--- DATASET RECORDS Enclosed Below ---

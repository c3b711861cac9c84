//! VisionTool: analyzes a medical image and returns free-form text.

use async_trait::async_trait;
use serde::Serialize;
use std::sync::Arc;
use std::time::Duration;
use tokio::sync::OnceCell;

use crate::config::{Device, VisionConfig};

/// Error taxonomy for the vision boundary.
#[derive(Debug, thiserror::Error)]
pub enum VisionError {
    #[error("vision model unavailable: {0}")]
    VisionUnavailable(String),
    #[error("vision call timed out after {0}s")]
    VisionTimeout(u64),
    #[error("vision endpoint returned a malformed response: {0}")]
    VisionProtocol(String),
    #[error("vision internal error: {0}")]
    VisionInternal(String),
}

/// An image handed to a `VisionTool`. Upload decoding and validation are
/// the caller's (image-upload UI's) job; this type only carries the
/// already-decoded bytes plus a best-effort MIME hint.
#[derive(Debug, Clone)]
pub struct ImageInput {
    pub bytes: Vec<u8>,
    pub mime_type: String,
}

impl ImageInput {
    pub fn new(bytes: Vec<u8>, mime_type: impl Into<String>) -> Self {
        Self { bytes, mime_type: mime_type.into() }
    }

    fn to_base64(&self) -> String {
        use base64::Engine;
        base64::engine::general_purpose::STANDARD.encode(&self.bytes)
    }
}

pub const DEFAULT_PROMPT: &str =
    "Describe any radiological findings visible in this image, including location and severity.";

/// `analyze(image, prompt) -> text`.
#[async_trait]
pub trait VisionTool: Send + Sync {
    async fn analyze(&self, image: &ImageInput, prompt: &str) -> Result<String, VisionError>;
}

/// Local-mode state machine: `Unloaded -> Loading -> Loaded -> Failed`.
/// `OnceCell` guarantees concurrent first calls block on a single
/// initialization and the `Failed` state is sticky for the process
/// lifetime.
pub struct LocalVisionTool {
    config: VisionConfig,
    model: OnceCell<Result<Arc<LoadedModel>, String>>,
}

/// A placeholder for the materialized local model handle. A real
/// implementation would hold tensors/session state here; what matters
/// for the pipeline contract is that construction is fallible and
/// happens exactly once.
struct LoadedModel {
    model_id: String,
}

impl LocalVisionTool {
    pub fn new(config: VisionConfig) -> Self {
        Self { config, model: OnceCell::new() }
    }

    async fn model(&self) -> Result<Arc<LoadedModel>, VisionError> {
        let result = self
            .model
            .get_or_init(|| async {
                tracing::info!(model_id = %self.config.model_id, "loading local vision model");
                match load_model(&self.config).await {
                    Ok(model) => Ok(Arc::new(model)),
                    Err(e) => {
                        tracing::error!(error = %e, "local vision model failed to load");
                        Err(e)
                    },
                }
            })
            .await;

        result.clone().map_err(VisionError::VisionUnavailable)
    }
}

async fn load_model(config: &VisionConfig) -> Result<LoadedModel, String> {
    if config.model_id.is_empty() {
        return Err("model_id is empty".to_string());
    }
    let device = match &config.device {
        Device::Auto => "auto",
        Device::Cpu => "cpu",
        Device::Gpu => "gpu",
        Device::Accelerator => "accelerator",
    };
    tracing::debug!(device, cache_dir = %config.cache_dir, "local model materialized");
    Ok(LoadedModel { model_id: config.model_id.clone() })
}

#[async_trait]
impl VisionTool for LocalVisionTool {
    async fn analyze(&self, image: &ImageInput, prompt: &str) -> Result<String, VisionError> {
        let model = self.model().await?;
        run_local_inference(&model.model_id, image, prompt)
            .await
            .map_err(VisionError::VisionInternal)
    }
}

async fn run_local_inference(
    model_id: &str,
    image: &ImageInput,
    prompt: &str,
) -> Result<String, String> {
    if image.bytes.is_empty() {
        return Err("empty image buffer".to_string());
    }
    tracing::debug!(model_id, bytes = image.bytes.len(), "running local vision inference");
    Ok(format!(
        "Findings: unable to run local model '{model_id}' in this deployment; prompt was '{prompt}'."
    ))
}

/// Remote mode: an HTTP endpoint accepting `{image_base64, prompt}` and
/// returning `{text}`. Shaped like the structured-output LLM client,
/// but without a response-format contract, since the vision endpoint's
/// output is explicitly free-form.
pub struct RemoteVisionTool {
    http_client: reqwest::Client,
    config: VisionConfig,
}

impl RemoteVisionTool {
    pub fn new(config: VisionConfig) -> Self {
        let http_client = reqwest::Client::builder()
            .timeout(Duration::from_secs(config.request_timeout_seconds))
            .build()
            .expect("failed to build vision HTTP client");
        Self { http_client, config }
    }
}

#[derive(Serialize)]
struct RemoteVisionRequest<'a> {
    image_base64: &'a str,
    mime_type: &'a str,
    prompt: &'a str,
}

#[derive(serde::Deserialize)]
struct RemoteVisionResponse {
    text: String,
}

#[async_trait]
impl VisionTool for RemoteVisionTool {
    async fn analyze(&self, image: &ImageInput, prompt: &str) -> Result<String, VisionError> {
        let image_base64 = image.to_base64();
        let body =
            RemoteVisionRequest { image_base64: &image_base64, mime_type: &image.mime_type, prompt };

        let mut request = self.http_client.post(&self.config.endpoint_url).json(&body);
        if let Some(token) = &self.config.auth_token {
            request = request.bearer_auth(token);
        }

        let response = request.send().await.map_err(|e| {
            if e.is_timeout() {
                VisionError::VisionTimeout(self.config.request_timeout_seconds)
            } else if e.is_connect() {
                VisionError::VisionUnavailable(e.to_string())
            } else {
                VisionError::VisionInternal(e.to_string())
            }
        })?;

        if !response.status().is_success() {
            return Err(VisionError::VisionUnavailable(format!(
                "vision endpoint returned {}",
                response.status()
            )));
        }

        let parsed: RemoteVisionResponse = response
            .json()
            .await
            .map_err(|e| VisionError::VisionProtocol(e.to_string()))?;

        Ok(parsed.text)
    }
}

/// Mock mode: returns canned text, used in tests and local demos.
pub struct MockVisionTool {
    pub canned_text: String,
}

impl MockVisionTool {
    pub fn new(canned_text: impl Into<String>) -> Self {
        Self { canned_text: canned_text.into() }
    }
}

impl Default for MockVisionTool {
    fn default() -> Self {
        Self::new("Findings: no acute cardiopulmonary abnormality identified.")
    }
}

#[async_trait]
impl VisionTool for MockVisionTool {
    async fn analyze(&self, _image: &ImageInput, _prompt: &str) -> Result<String, VisionError> {
        Ok(self.canned_text.clone())
    }
}

#[cfg(test)]
mod tests {
    use super::*;

    fn sample_image() -> ImageInput {
        ImageInput::new(vec![0xFF, 0xD8, 0xFF], "image/jpeg")
    }

    #[tokio::test]
    async fn mock_tool_returns_canned_text() {
        let tool = MockVisionTool::new("Findings: pneumothorax noted.");
        let text = tool.analyze(&sample_image(), DEFAULT_PROMPT).await.unwrap();
        assert_eq!(text, "Findings: pneumothorax noted.");
    }

    #[tokio::test]
    async fn local_tool_loads_once_and_is_reused() {
        let tool = LocalVisionTool::new(VisionConfig {
            mode: crate::config::VisionMode::Local,
            model_id: "demo-model".to_string(),
            ..Default::default()
        });
        let first = tool.analyze(&sample_image(), DEFAULT_PROMPT).await.unwrap();
        let second = tool.analyze(&sample_image(), DEFAULT_PROMPT).await.unwrap();
        assert_eq!(first, second);
    }

    #[tokio::test]
    async fn local_tool_sticky_failure() {
        let tool = LocalVisionTool::new(VisionConfig {
            mode: crate::config::VisionMode::Local,
            model_id: String::new(),
            ..Default::default()
        });
        assert!(tool.analyze(&sample_image(), DEFAULT_PROMPT).await.is_err());
        // second call must not retry loading; still fails with the same state.
        assert!(tool.analyze(&sample_image(), DEFAULT_PROMPT).await.is_err());
    }
}
use anyhow::{Context, Result};
use clap::{Parser, Subcommand};
use std::io::{self, IsTerminal};
use std::path::PathBuf;
use std::thread;
use std::time::Duration;

use pr_overlay::{
    load_config, update, App, GhCli, GitRemoteContext, Message, OverlayController, StatusCache,
    TerminalHost, Timestamp,
};

const DEFAULT_REFRESH_INTERVAL_SECS: u64 = 30;

/// Review and CI status for the open pull requests of a GitHub repository
#[derive(Parser)]
#[command(author, version, about, long_about = None)]
struct Cli {
    #[command(subcommand)]
    command: Option<Cmd>,

    /// Repository as owner/name (defaults to the origin remote)
    #[arg(long, global = true)]
    repo: Option<String>,

    /// Repository last-updated time (RFC 3339); looked up with gh when omitted
    #[arg(long, global = true)]
    updated_at: Option<String>,

    /// Reviewer login to leave out of the reviewer list (repeatable)
    #[arg(long = "ignore", value_name = "LOGIN", global = true)]
    ignore: Vec<String>,

    /// Only annotate these PR numbers (repeatable)
    #[arg(long = "pr", value_name = "NUMBER", global = true)]
    prs: Vec<u64>,

    /// Maximum number of open pull requests to fetch
    #[arg(long, global = true)]
    limit: Option<usize>,

    /// Path or name of the GitHub CLI
    #[arg(long = "gh", value_name = "PATH", global = true)]
    gh_program: Option<String>,

    /// Config file (defaults to <config dir>/pr-overlay/config.json)
    #[arg(long, global = true)]
    config: Option<PathBuf>,
}

#[derive(Subcommand)]
enum Cmd {
    /// Show overlays, using cached data while it is still current
    Show {
        /// Always fetch from GitHub
        #[arg(short, long)]
        force: bool,
    },
    /// Remove rendered overlays. A fresh process has none; this is for hosts embedding the app
    Clear,
    /// Show overlays and refresh them periodically
    Watch {
        /// Seconds between refreshes
        #[arg(short, long)]
        interval: Option<u64>,
    },
}

fn main() -> Result<()> {
    tracing_subscriber::fmt()
        .with_env_filter(
            tracing_subscriber::EnvFilter::try_from_env("PR_OVERLAY_LOG")
                .unwrap_or_else(|_| "pr_overlay=warn".into()),
        )
        .with_writer(io::stderr)
        .init();

    let cli = Cli::parse();
    let config = load_config(cli.config.as_deref())?;

    let mut gh = GhCli::new();
    if let Some(program) = cli.gh_program.clone().or(config.gh_program.clone()) {
        gh = gh.with_program(program);
    }
    if let Some(limit) = cli.limit.or(config.limit) {
        gh = gh.with_limit(limit);
    }

    let updated_at = cli
        .updated_at
        .as_deref()
        .map(Timestamp::parse)
        .transpose()
        .context("Invalid --updated-at")?;
    let context = GitRemoteContext::new(gh.clone())
        .with_repo(cli.repo.clone())
        .with_updated_at(updated_at);

    let mut ignored = config.ignored_reviewers.clone();
    ignored.extend(cli.ignore.iter().cloned());

    let cache = StatusCache::new();
    let controller = OverlayController::new(&cache, gh, ignored);
    let stdout = io::stdout();
    let host = TerminalHost::new(stdout.lock())
        .with_rows(cli.prs.iter().copied())
        .with_color(stdout.is_terminal());
    let mut app = App::new(controller, context, host);

    match cli.command.unwrap_or(Cmd::Show { force: false }) {
        Cmd::Show { force } => {
            let msg = if force {
                Message::ShowForced
            } else {
                Message::Show
            };
            update(&mut app, msg)?;
        }
        Cmd::Clear => update(&mut app, Message::Clear)?,
        Cmd::Watch { interval } => {
            let secs = interval
                .or(config.refresh_interval_secs)
                .unwrap_or(DEFAULT_REFRESH_INTERVAL_SECS)
                .max(1);
            app.auto_refresh = true;
            update(&mut app, Message::Show)?;
            loop {
                thread::sleep(Duration::from_secs(secs));
                update(&mut app, Message::RefreshEvent)?;
            }
        }
    }

    Ok(())
}
pub mod models;
pub mod types;

pub use models::{
    ActiveRepository, CacheEntry, Check, Overlay, Overlays, PullRequestRecord, RecordSet, Review,
    GHOST_LOGIN,
};
pub use types::{
    Author, CheckConclusion, CiSeverity, GhCheck, GhPullRequest, GhRepoView, GhReview,
    ReviewDecision, ReviewState, Timestamp,
};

--- End of Enclosed DATASET RECORDS ---

(EXERCISE GOAL):
In your answer, include only the lines above starting at the line that holds "result.clone().map_err(VisionError::VisionUnavailable)" and ending at the line that holds "impl VisionTool for LocalVisionTool", copied exactly.

(EXERCISE RESULT):
        result.clone().map_err(VisionError::VisionUnavailable)
    }
}

async fn load_model(config: &VisionConfig) -> Result<LoadedModel, String> {
    if config.model_id.is_empty() {
        return Err("model_id is empty".to_string());
    }
    let device = match &config.device {
        Device::Auto => "auto",
        Device::Cpu => "cpu",
        Device::Gpu => "gpu",
        Device::Accelerator => "accelerator",
    };
    tracing::debug!(device, cache_dir = %config.cache_dir, "local model materialized");
    Ok(LoadedModel { model_id: config.model_id.clone() })
}

#[async_trait]
impl VisionTool for LocalVisionTool {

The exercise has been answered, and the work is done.